DevOps, a portmanteau of “Developer” and “Operations,” rose to prominence around the early 2010s and established a culture of incorporating automated processes and tools designed to deliver applications and services to users faster than the traditional software development process. A significant part of that was the movement to "shift left" by empowering developers to self-serve their infrastructure needs, in theory offering them more control over the application development lifecycle in a way that reduced the dependency on central operational teams.

While these shifts towards greater developer autonomy were occurring, the proliferation of public clouds, specific technologies (like GitHub, Docker, Kubernetes, Terraform), and microservices architectures entered the market and became standard practice in the industry. As beneficial as these infrastructure advancements were, these technical shifts added complexity to the setups that developers were using as a part of their application development processes. As a result, developers needed to have a more in-depth, end-to-end understanding of their toolchain, and more dauntingly, take ownership of a growing breadth of infrastructure considerations.
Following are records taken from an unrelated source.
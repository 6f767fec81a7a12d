//! MiniJinja-based template implementation
//!
//! This module provides a [`JinjaTemplate`] implementation that uses the MiniJinja
//! template engine for variable interpolation and conditional rendering.
//! Rendering is strict: referencing a variable that was not supplied is an
//! error instead of an empty string.

use crate::{PromptError, PromptTemplate, Result};
use minijinja::{Environment, UndefinedBehavior};
use std::collections::BTreeSet;

/// A prompt template backed by MiniJinja
///
/// The template is parsed once at construction, which also records the set
/// of placeholders it references.
///
/// # Template Syntax
///
/// The template uses standard Jinja2 syntax:
/// - Variables: `{{ variable }}`
/// - Filters: `{{ name | upper }}`
/// - Conditionals: `{% if condition %}...{% endif %}`
/// - Loops: `{% for item in items %}...{% endfor %}`
///
/// Literal braces that are not doubled (such as JSON examples in a prompt)
/// pass through unchanged.
///
/// # Examples
///
/// ```
/// use agent_prompt::{JinjaTemplate, PromptTemplate};
/// use serde_json::json;
///
/// let template = JinjaTemplate::new("greeting", "Hello, {{ name }}!").unwrap();
/// assert!(template.required_variables().contains("name"));
///
/// let result = template.render(&json!({ "name": "World" })).unwrap();
/// assert_eq!(result, "Hello, World!");
/// ```
pub struct JinjaTemplate {
    name: String,
    source: String,
    required: BTreeSet<String>,
}

impl JinjaTemplate {
    /// Parse a template
    ///
    /// # Errors
    ///
    /// Returns [`PromptError::TemplateParseFailed`] if the source is not valid Jinja.
    pub fn new(name: impl Into<String>, source: impl Into<String>) -> Result<Self> {
        let name = name.into();
        let source = source.into();

        let required = {
            let env = environment();
            let template =
                env.template_from_str(&source)
                    .map_err(|e| PromptError::TemplateParseFailed {
                        name: name.clone(),
                        detail: e.to_string(),
                    })?;
            template.undeclared_variables(false).into_iter().collect()
        };

        Ok(Self {
            name,
            source,
            required,
        })
    }
}

fn environment<'source>() -> Environment<'source> {
    let mut env = Environment::new();
    env.set_undefined_behavior(UndefinedBehavior::Strict);
    env
}

impl PromptTemplate for JinjaTemplate {
    fn name(&self) -> &str {
        &self.name
    }

    fn required_variables(&self) -> &BTreeSet<String> {
        &self.required
    }

    fn render(&self, vars: &serde_json::Value) -> Result<String> {
        let value = minijinja::Value::from_serialize(vars);

        environment()
            .render_str(&self.source, value)
            .map_err(|e| PromptError::RenderError {
                name: self.name.clone(),
                detail: e.to_string(),
            })
    }

    fn raw_template(&self) -> &str {
        &self.source
    }
}

impl std::fmt::Debug for JinjaTemplate {
    fn fmt(&self, f: &mut std::fmt::Formatter<'_>) -> std::fmt::Result {
        f.debug_struct("JinjaTemplate")
            .field("name", &self.name)
            .field("required", &self.required)
            .finish_non_exhaustive()
    }
}

#[cfg(test)]
mod tests {
    use super::*;
    use serde_json::json;

    #[test]
    fn test_simple_template() {
        let template = JinjaTemplate::new("test", "Hello, {{ name }}!").unwrap();

        let result = template.render(&json!({ "name": "World" })).unwrap();
        assert_eq!(result, "Hello, World!");
    }

    #[test]
    fn test_required_variables() {
        let template = JinjaTemplate::new(
            "system",
            "Tools:\n{{ tool_desc }}\nUse one of [{{ tool_names }}].\n{% for x in items %}{{ x }}{% endfor %}",
        )
        .unwrap();

        let required: Vec<&str> = template.required_variables().iter().map(String::as_str).collect();
        assert_eq!(required, vec!["items", "tool_desc", "tool_names"]);
    }

    #[test]
    fn test_strict_undefined_fails() {
        let template = JinjaTemplate::new("test", "token: {{ jwt_token }}").unwrap();

        let err = template.render(&json!({})).unwrap_err();
        assert!(matches!(err, PromptError::RenderError { .. }));
    }

    #[test]
    fn test_json_braces_pass_through() {
        let template = JinjaTemplate::new(
            "json",
            r#"Action Input: {"query": "SUI", "jwt_token": "{{ jwt_token }}"}"#,
        )
        .unwrap();

        let result = template.render(&json!({ "jwt_token": "abc" })).unwrap();
        assert_eq!(result, r#"Action Input: {"query": "SUI", "jwt_token": "abc"}"#);
    }

    #[test]
    fn test_invalid_template_error() {
        let result = JinjaTemplate::new("test", "{{ unclosed");
        assert!(matches!(result, Err(PromptError::TemplateParseFailed { .. })));
    }

    #[test]
    fn test_conditional() {
        let template = JinjaTemplate::new(
            "conditional",
            r"{% if detailed %}Detailed analysis{% else %}Brief analysis{% endif %}",
        )
        .unwrap();

        let detailed = template.render(&json!({ "detailed": true })).unwrap();
        assert_eq!(detailed, "Detailed analysis");

        let brief = template.render(&json!({ "detailed": false })).unwrap();
        assert_eq!(brief, "Brief analysis");
    }

    #[test]
    fn test_multiline_template() {
        let template = JinjaTemplate::new(
            "system",
            r"You are a helpful assistant.

Your name is {{ name }}.
Your role is {{ role }}.",
        )
        .unwrap();

        let result = template
            .render(&json!({ "name": "Personal-AGENT", "role": "trader" }))
            .unwrap();

        assert!(result.contains("Personal-AGENT"));
        assert!(result.contains("trader"));
        assert_eq!(template.raw_template().lines().count(), 4);
    }

    #[test]
    fn test_debug() {
        let template = JinjaTemplate::new("test", "Hello").unwrap();
        let debug = format!("{template:?}");
        assert!(debug.contains("JinjaTemplate"));
        assert!(debug.contains("test"));
    }
}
This meant that the "shift left" drastically increased the cognitive load on developers, leading to inefficiencies because self-managing infrastructure is time-consuming and difficult without a high level of expertise. In turn, this increased the time to market and hindered innovation. Concurrently, the increasing levels of permissions that developers needed within the organization led to a swath of compliance issues, such as inconsistent security controls, improper auditing, unhygienic data and data practices increased overhead which ate away at department budgets, and incorrect reporting. Unsurprisingly, the desire to enable developers to self-serve to build and ship applications hadn't diminished, but it became clear that empowering them without adding friction or a high level of required expertise needed to become a priority.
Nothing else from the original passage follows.